Collected data entries:
___

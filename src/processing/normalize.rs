//! Decoding and cleanup of raw document bytes.
//!
//! Plain text and delimited tables are the two understood kinds. Anything else is decoded as
//! best-effort text and rejected only when the result is mostly non-text.

use serde::{Deserialize, Serialize};
use thiserror::Error;

const MAX_NON_TEXT_RATIO: f64 = 0.10;

/// Document kind inferred from metadata and key.
#[derive(Debug, Clone, Copy, PartialEq, Eq, Serialize, Deserialize)]
#[serde(rename_all = "snake_case")]
pub enum DocumentKind {
    /// Plain text or markdown.
    Text,
    /// Delimited rows with a header line.
    Delimited {
        /// Field separator.
        delimiter: char,
    },
    /// Unrecognised; decoded as text.
    Unknown,
}

impl DocumentKind {
    /// Short tag describing the kind.
    pub fn as_str(&self) -> &'static str {
        match self {
            Self::Text => "text",
            Self::Delimited { delimiter: '\t' } => "tsv",
            Self::Delimited { .. } => "csv",
            Self::Unknown => "unknown",
        }
    }
}

/// Cleaned text ready for chunking.
#[derive(Debug, Clone, PartialEq, Eq)]
pub struct NormalizedDocument {
    /// Normalized text.
    pub text: String,
    /// Kind used for decoding.
    pub kind: DocumentKind,
}

/// Reasons a document cannot be normalized. Both are permanent.
#[derive(Debug, Error, PartialEq, Eq)]
pub enum NormalizeError {
    /// Content is not text even after fallback decoding.
    #[error("unsupported content: {0}")]
    Unsupported(String),
    /// Content decoded but is empty or structurally broken.
    #[error("malformed document: {0}")]
    Malformed(String),
}

/// Infer the kind from a `content-type` value, falling back to the key's extension.
pub fn detect_kind(content_type: Option<&str>, key: &str) -> DocumentKind {
    let mime = content_type
        .and_then(|value| value.split(';').next())
        .map(|value| value.trim().to_ascii_lowercase())
        .unwrap_or_default();
    match mime.as_str() {
        "text/csv" | "application/csv" => return DocumentKind::Delimited { delimiter: ',' },
        "text/tab-separated-values" => return DocumentKind::Delimited { delimiter: '\t' },
        value if value.starts_with("text/") => return DocumentKind::Text,
        _ => {}
    }

    let extension = key
        .rsplit_once('.')
        .map(|(_, ext)| ext.to_ascii_lowercase())
        .unwrap_or_default();
    match extension.as_str() {
        "txt" | "md" | "markdown" | "text" => DocumentKind::Text,
        "csv" => DocumentKind::Delimited { delimiter: ',' },
        "tsv" | "tab" => DocumentKind::Delimited { delimiter: '\t' },
        _ => DocumentKind::Unknown,
    }
}

/// Decode and clean `bytes` according to `kind`.
pub fn normalize(bytes: &[u8], kind: DocumentKind) -> Result<NormalizedDocument, NormalizeError> {
    let decoded = decode(bytes);
    reject_non_text(&decoded)?;
    let cleaned = clean(&decoded);

    let text = match kind {
        DocumentKind::Delimited { delimiter } => render_rows(&cleaned, delimiter)?,
        DocumentKind::Text | DocumentKind::Unknown => dehyphenate(&cleaned),
    };

    if text.trim().is_empty() {
        return Err(NormalizeError::Malformed("document has no text".into()));
    }
    Ok(NormalizedDocument { text, kind })
}

fn decode(bytes: &[u8]) -> String {
    if let Some(rest) = bytes.strip_prefix(&[0xEF, 0xBB, 0xBF])
        && let Ok(text) = std::str::from_utf8(rest)
    {
        return text.to_string();
    }
    if let Some(rest) = bytes.strip_prefix(&[0xFF, 0xFE]) {
        return decode_utf16(rest, u16::from_le_bytes);
    }
    if let Some(rest) = bytes.strip_prefix(&[0xFE, 0xFF]) {
        return decode_utf16(rest, u16::from_be_bytes);
    }
    match std::str::from_utf8(bytes) {
        Ok(text) => text.to_string(),
        // Latin-1 maps every byte onto the first 256 code points.
        Err(_) => bytes.iter().map(|&byte| char::from(byte)).collect(),
    }
}

fn decode_utf16(bytes: &[u8], unit: fn([u8; 2]) -> u16) -> String {
    let units = bytes.chunks_exact(2).map(|pair| unit([pair[0], pair[1]]));
    char::decode_utf16(units)
        .map(|result| result.unwrap_or(char::REPLACEMENT_CHARACTER))
        .collect()
}

fn is_non_text(c: char) -> bool {
    (c.is_control() && !matches!(c, '\n' | '\r' | '\t')) || c == char::REPLACEMENT_CHARACTER
}

fn reject_non_text(decoded: &str) -> Result<(), NormalizeError> {
    let total = decoded.chars().count();
    if total == 0 {
        return Ok(());
    }
    let suspicious = decoded.chars().filter(|&c| is_non_text(c)).count();
    if suspicious as f64 / total as f64 > MAX_NON_TEXT_RATIO {
        return Err(NormalizeError::Unsupported(format!(
            "{suspicious} of {total} characters are not text"
        )));
    }
    Ok(())
}

/// Unify line endings, drop control characters, and turn non-breaking spaces into spaces.
fn clean(decoded: &str) -> String {
    let unified = decoded.replace("\r\n", "\n").replace('\r', "\n");
    unified
        .chars()
        .filter(|&c| !is_non_text(c))
        .map(|c| if c == '\u{00A0}' { ' ' } else { c })
        .collect()
}

/// Join words wrapped as `exam-\nple` into `exam-ple`.
fn dehyphenate(text: &str) -> String {
    let mut out = String::with_capacity(text.len());
    let mut chars = text.chars().peekable();
    while let Some(c) = chars.next() {
        out.push(c);
        let after_word = out
            .chars()
            .rev()
            .nth(1)
            .is_some_and(char::is_alphanumeric);
        if c == '-' && after_word && chars.peek() == Some(&'\n') {
            chars.next();
            while chars.next_if(|next| *next == ' ' || *next == '\t').is_some() {}
        }
    }
    out
}

fn parse_records(text: &str, delimiter: char) -> Result<Vec<Vec<String>>, NormalizeError> {
    let mut records = Vec::new();
    let mut record = Vec::new();
    let mut field = String::new();
    let mut quoted = false;
    let mut chars = text.chars().peekable();

    while let Some(c) = chars.next() {
        if quoted {
            match c {
                '"' if chars.peek() == Some(&'"') => {
                    chars.next();
                    field.push('"');
                }
                '"' => quoted = false,
                other => field.push(other),
            }
            continue;
        }
        match c {
            '"' if field.is_empty() => quoted = true,
            '\n' => {
                record.push(std::mem::take(&mut field));
                records.push(std::mem::take(&mut record));
            }
            c if c == delimiter => record.push(std::mem::take(&mut field)),
            other => field.push(other),
        }
    }
    if quoted {
        return Err(NormalizeError::Malformed("unterminated quoted field".into()));
    }
    if !field.is_empty() || !record.is_empty() {
        record.push(field);
        records.push(record);
    }
    records.retain(|row| row.iter().any(|value| !value.trim().is_empty()));
    Ok(records)
}

/// Render each data row as `header: value; header: value`.
fn render_rows(text: &str, delimiter: char) -> Result<String, NormalizeError> {
    let mut records = parse_records(text, delimiter)?.into_iter();
    let Some(header) = records.next() else {
        return Err(NormalizeError::Malformed("table has no header".into()));
    };
    let header: Vec<String> = header
        .into_iter()
        .map(|name| name.trim().to_string())
        .collect();

    let lines: Vec<String> = records
        .map(|row| {
            row.iter()
                .enumerate()
                .filter(|(_, value)| !value.trim().is_empty())
                .map(|(idx, value)| {
                    let name = header
                        .get(idx)
                        .filter(|name| !name.is_empty())
                        .cloned()
                        .unwrap_or_else(|| format!("column_{}", idx + 1));
                    format!("{name}: {}", value.trim())
                })
                .collect::<Vec<_>>()
                .join("; ")
        })
        .collect();

    if lines.is_empty() {
        return Err(NormalizeError::Malformed("table has no data rows".into()));
    }
    Ok(lines.join("\n"))
}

___

Your objective: Going down from the first line of the entries above, restate each line word for word until the line holding "use thiserror::Error;" is done.

Solved problem:
filename src/processing/normalize.rs
//! Decoding and cleanup of raw document bytes.
//!
//! Plain text and delimited tables are the two understood kinds. Anything else is decoded as
//! best-effort text and rejected only when the result is mostly non-text.

use serde::{Deserialize, Serialize};
use thiserror::Error;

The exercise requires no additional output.